New Delhi, Dec 6: A team of young Indian scientists say they are close to zeroing in on an effective and side-effect free herbal treatment for Rheumatoid Arthritis, a debilitating condition with very little effective treatment options.

 

More than one crore people in India suffer from this autoimmune disease, resulting from the body’s defence mechanism turning against healthy tissues.

 

Ankit Tanwar, 24, a toxicologist by training and the key researcher of the team, said they took up the project on behalf of the DRDO (Defence Research & Development Organisation) and Jamia Hamdard to search for the most efficacious herbs for Rheumatoid Arthritis.

 

In his presentation in the Young Scientists Conference at the ongoing Indian International Science Festival at IIT Delhi, Tanwar claimed they had developed, for the first time in the world, a mathematical model to find herbs best suited to make a potent medicine for Rheumatoid Arthritis.

 

Tanwar said the team first identified 50 potentially efficacious herbs from various countries and from various parts of India, and shortlisted 11 of them.

 

The team with the support of the Department of Medical Elementology and Toxicology of Jamia Hamdard (Hamdard University), Delhi, is now working to test their herbal formulation on mammalian models.

 

The results so far have shown that the new product could potentially not just prevent and cure Rheumatoid Arthritis, but would also take care of any opportunistic infections, which accompany the condition in the worst-case patients.

 

Severe cases of Rheumatoid Arthritis (RA) cause grievous suffering due to chronic inflammation, joint erosions and progressive bone loss.
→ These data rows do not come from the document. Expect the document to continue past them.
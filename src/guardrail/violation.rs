//! One specific guardrail rule breach (spec §4.3). `Display`-backed so
//! `ExecutorError::GuardrailBlocked` can report it without an extra
//! conversion layer.

use thiserror::Error;

/// Distinguishes the two latency-warning severities spec §4.3's post-check
/// table calls for: crossing the hard ceiling is `Critical`, crossing the
/// earlier warn threshold is `Minor`. No other guard carries this
/// distinction in the spec.
#[derive(Clone, Copy, Debug, PartialEq, Eq)]
pub enum Severity {
    Minor,
    Critical,
}

#[derive(Clone, Debug, PartialEq, Eq, Error)]
pub enum GuardrailViolation {
    #[error("tool '{tool_name}' is forbidden by policy")]
    ForbiddenTool { tool_name: String },

    #[error("tool '{tool_name}' call quota exceeded (limit {limit})")]
    ToolQuotaExceeded { tool_name: String, limit: u32 },

    /// Spec §4.3 "Tool loop": consecutive failures for one tool reach the
    /// configured max (default 3).
    #[error("tool '{tool_name}' failed {streak} times in a row (limit {limit})")]
    ToolLoopDetected { tool_name: String, streak: u32, limit: u32 },

    /// Spec §4.3 "Token-per-decision cap": a single decision's estimated
    /// tokens exceed the per-decision cap. Warn-only.
    #[error("decision estimated at {estimated} tokens exceeds per-decision cap {cap}")]
    TokenPerDecisionCapExceeded { estimated: u64, cap: u64 },

    #[error("token budget exceeded ({used}/{limit})")]
    TokenBudgetExceeded { used: u64, limit: u64 },

    #[error("retry budget exceeded for node '{node_id}' ({used}/{limit})")]
    RetryBudgetExceeded { node_id: String, used: u32, limit: u32 },

    /// Spec §4.3 "Run retries": total retries across the run reach the
    /// run-wide cap, distinct from any single node's cap.
    #[error("run retry budget exceeded ({used}/{limit})")]
    RunRetryBudgetExceeded { used: u32, limit: u32 },

    #[error("run latency {elapsed_ms}ms crossed {severity:?} ceiling {limit_ms}ms")]
    LatencyCeilingExceeded {
        elapsed_ms: u64,
        limit_ms: u64,
        severity: Severity,
    },

    #[error("loop detected at node '{node_id}'")]
    LoopDetected { node_id: String },
}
Since the molecular mechanism of rheumatoid arthritis is not well understood, the discovery of an effective treatment has remained elusive.

 

Fortunately, it is possible to detect susceptibility among people many years before the actual onset of RA. This also means that if proper drugs are available, the vulnerable person may be able delay its onset for many years and can also manage the disease well.

 

Suppressing autoimmunity by using painkillers, steroids and modifier drugs to check the progression of Rheumatic Arthritis and protect joints from further decay, may lead to toxic or unwanted effects over long term usage. These also risk opportunistic infections associated with suppressed immunity. Herbal medicines are therefore being widely explored as a non-toxic and effective treatment for the condition.

 

The Young Scientists’ Meet at IISF will see nearly 800 paper and poster presentations over three days on a variety of subjects.

 

IISF 2015 is being organised by the Ministries of Science and Technology and Earth Sciences in collaboration with Vijnana Bharati, the largest science movement in the country, with the Technology Information, Forecasting and Assessment Council (TIFAC) as the nodal agency.